The key is to build an ‘open collaboration platform’ that might enable an operator to easily and cost-effectively add dozens of OTT service and app partners where some ‘leveraging’ of the operator’s network and assets could take place to make the option actually attractive to OTT providers (and users) themselves. Things like billing facilities, user demographics, joint marketing of the offers, and so on. By essentially automating everything and making it easier to welcome the OTTs on-board operators avoid the huge manual cost trap traditionally involved in adding new services and features.

“It is quite simple,” according to Northstream’s CEO, Bengt Nordström. “Our modelling shows that the potential lies in the operators’ ability to achieve the economies of scale required and quickly add and manage partnerships across those three growth criteria.  As long as a manual or case-by-case model is adopted costs remain high and growth remains limited.”

Getting to the sort of technical position sketched out by Northstream is exactly what has motivated the big carriers to accelerate the development of virtualisation for the telecoms industry through the establishment of the ETSI Network Functions Virtualisation (NFV) industry study group.  

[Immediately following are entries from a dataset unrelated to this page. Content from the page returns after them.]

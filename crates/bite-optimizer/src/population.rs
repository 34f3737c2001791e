//! Rank-ordered candidate populations.

/// Cost used for ordering: non-finite objective values rank after every
/// finite value.
pub fn rank_cost(value: f64) -> f64 {
    if value.is_finite() {
        value
    } else {
        f64::INFINITY
    }
}

/// A point in normalized space with its objective value.
#[derive(Debug, Clone, PartialEq)]
pub struct Candidate {
    pub params: Vec<f64>,
    /// Value exactly as returned by the objective.
    pub value: f64,
    /// Ordering key derived from `value`.
    pub cost: f64,
}

impl Candidate {
    pub fn new(params: Vec<f64>, value: f64) -> Self {
        Self {
            params,
            value,
            cost: rank_cost(value),
        }
    }
}

/// Outcome of offering a candidate to a population.
#[derive(Debug, Clone, PartialEq)]
pub enum Insertion {
    /// Worse than the worst active member; the population is unchanged.
    Rejected,
    /// Stored at `rank`; `displaced` is the member it pushed out, if any.
    Accepted {
        rank: usize,
        displaced: Option<Candidate>,
    },
}

/// Fixed-capacity population kept sorted by ascending cost.
///
/// Only the first `active_size` members take part in selection; the active
/// size can be grown or shrunk between half and full capacity.
#[derive(Debug, Clone)]
pub struct Population {
    dims: usize,
    capacity: usize,
    active_size: usize,
    members: Vec<Candidate>,
}

impl Population {
    pub fn new(dims: usize, capacity: usize) -> Self {
        Self {
            dims,
            capacity,
            active_size: capacity,
            members: Vec::with_capacity(capacity),
        }
    }

    /// Default population size for `dims` parameters.
    pub fn default_size(dims: usize) -> usize {
        let d = dims as f64;
        let cx = (0.008 * d).tanh();
        let low = 10.0 + 3.0 * d;
        let high = 11.0 * d.sqrt();
        (low * (1.0 - cx) + high * cx + 0.5) as usize
    }

    pub fn dims(&self) -> usize {
        self.dims
    }

    pub fn capacity(&self) -> usize {
        self.capacity
    }

    pub fn len(&self) -> usize {
        self.members.len()
    }

    pub fn is_empty(&self) -> bool {
        self.members.is_empty()
    }

    pub fn is_full(&self) -> bool {
        self.members.len() >= self.capacity
    }

    /// Number of members taking part in selection.
    pub fn active_len(&self) -> usize {
        self.active_size.min(self.members.len())
    }

    pub fn best(&self) -> Option<&Candidate> {
        self.members.first()
    }

    pub fn get(&self, rank: usize) -> &Candidate {
        &self.members[rank]
    }

    pub fn params(&self, rank: usize) -> &[f64] {
        &self.members[rank].params
    }

    /// Offer a candidate. While filling, every candidate is accepted; once
    /// full, a candidate replaces the worst active member unless its cost is
    /// higher.
    pub fn insert(&mut self, candidate: Candidate) -> Insertion {
        if !self.is_full() {
            let rank = self.members.partition_point(|m| m.cost < candidate.cost);
            self.members.insert(rank, candidate);
            return Insertion::Accepted {
                rank,
                displaced: None,
            };
        }

        let worst = self.active_len() - 1;
        if candidate.cost > self.members[worst].cost {
            return Insertion::Rejected;
        }

        let rank = self.members[..worst].partition_point(|m| m.cost < candidate.cost);
        let displaced = self.members.remove(worst);
        self.members.insert(rank, candidate);

        Insertion::Accepted {
            rank,
            displaced: Some(displaced),
        }
    }

    /// Grow the active size by one, up to capacity.
    pub fn grow(&mut self) -> bool {
        if self.active_size < self.capacity {
            self.active_size += 1;
            true
        } else {
            false
        }
    }

    /// Shrink the active size by one, down to half capacity.
    pub fn shrink(&mut self) -> bool {
        if self.active_size > (self.capacity / 2).max(2) {
            self.active_size -= 1;
            true
        } else {
            false
        }
    }

    /// Mean of the active members.
    pub fn centroid(&self) -> Vec<f64> {
        let n = self.active_len();
        let mut centroid = vec![0.0; self.dims];
        if n == 0 {
            return centroid;
        }

        for member in &self.members[..n] {
            for (c, &p) in centroid.iter_mut().zip(&member.params) {
                *c += p;
            }
        }
        for c in &mut centroid {
            *c /= n as f64;
        }
        centroid
    }

    /// Largest per-coordinate range across the active members.
    pub fn spread(&self) -> f64 {
        let n = self.active_len();
        if n < 2 {
            return f64::INFINITY;
        }

        (0..self.dims)
            .map(|i| {
                let (lo, hi) = self.members[..n]
                    .iter()
                    .map(|m| m.params[i])
                    .fold((f64::INFINITY, f64::NEG_INFINITY), |(lo, hi), v| {
                        (lo.min(v), hi.max(v))
                    });
                hi - lo
            })
            .fold(0.0, f64::max)
    }
}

The fruits are expected to be agility, lowered opex and capex,  faster time to market, and openness - in this vision the entire network and its scaled-out cloud assets will become an ‘open collaboration platform’.

Northstream has cut to the chase though, to outline how this platform might be deployed in a business context by the operators who own and control it.

Inevitably, such a close and clammy relationship between OTT providers and - essentially - access network providers raises the thorny issue of net neutrality and non-discrimination. One of the most valuable tools in the box for network operators - according to Northstream - is sponsored data and its various different flavours. This would enable the operator to offer wholesale rates for data, paid for by the provider (or subsidised by the operator partner who is revenue-sharing) for services launched from the operator-owned platform.  

This is an issue which is still far from being settled, despite the apparent green light given sponsored data in the US, so it’s probably too early to count sponsored data in as an assist for the platform approach.

The entire white paper is well worth reading, and is available here

 

Email Newsletters

Sign up to receive TelecomTV's top news and videos, plus exclusive subscriber-only content direct to your inbox.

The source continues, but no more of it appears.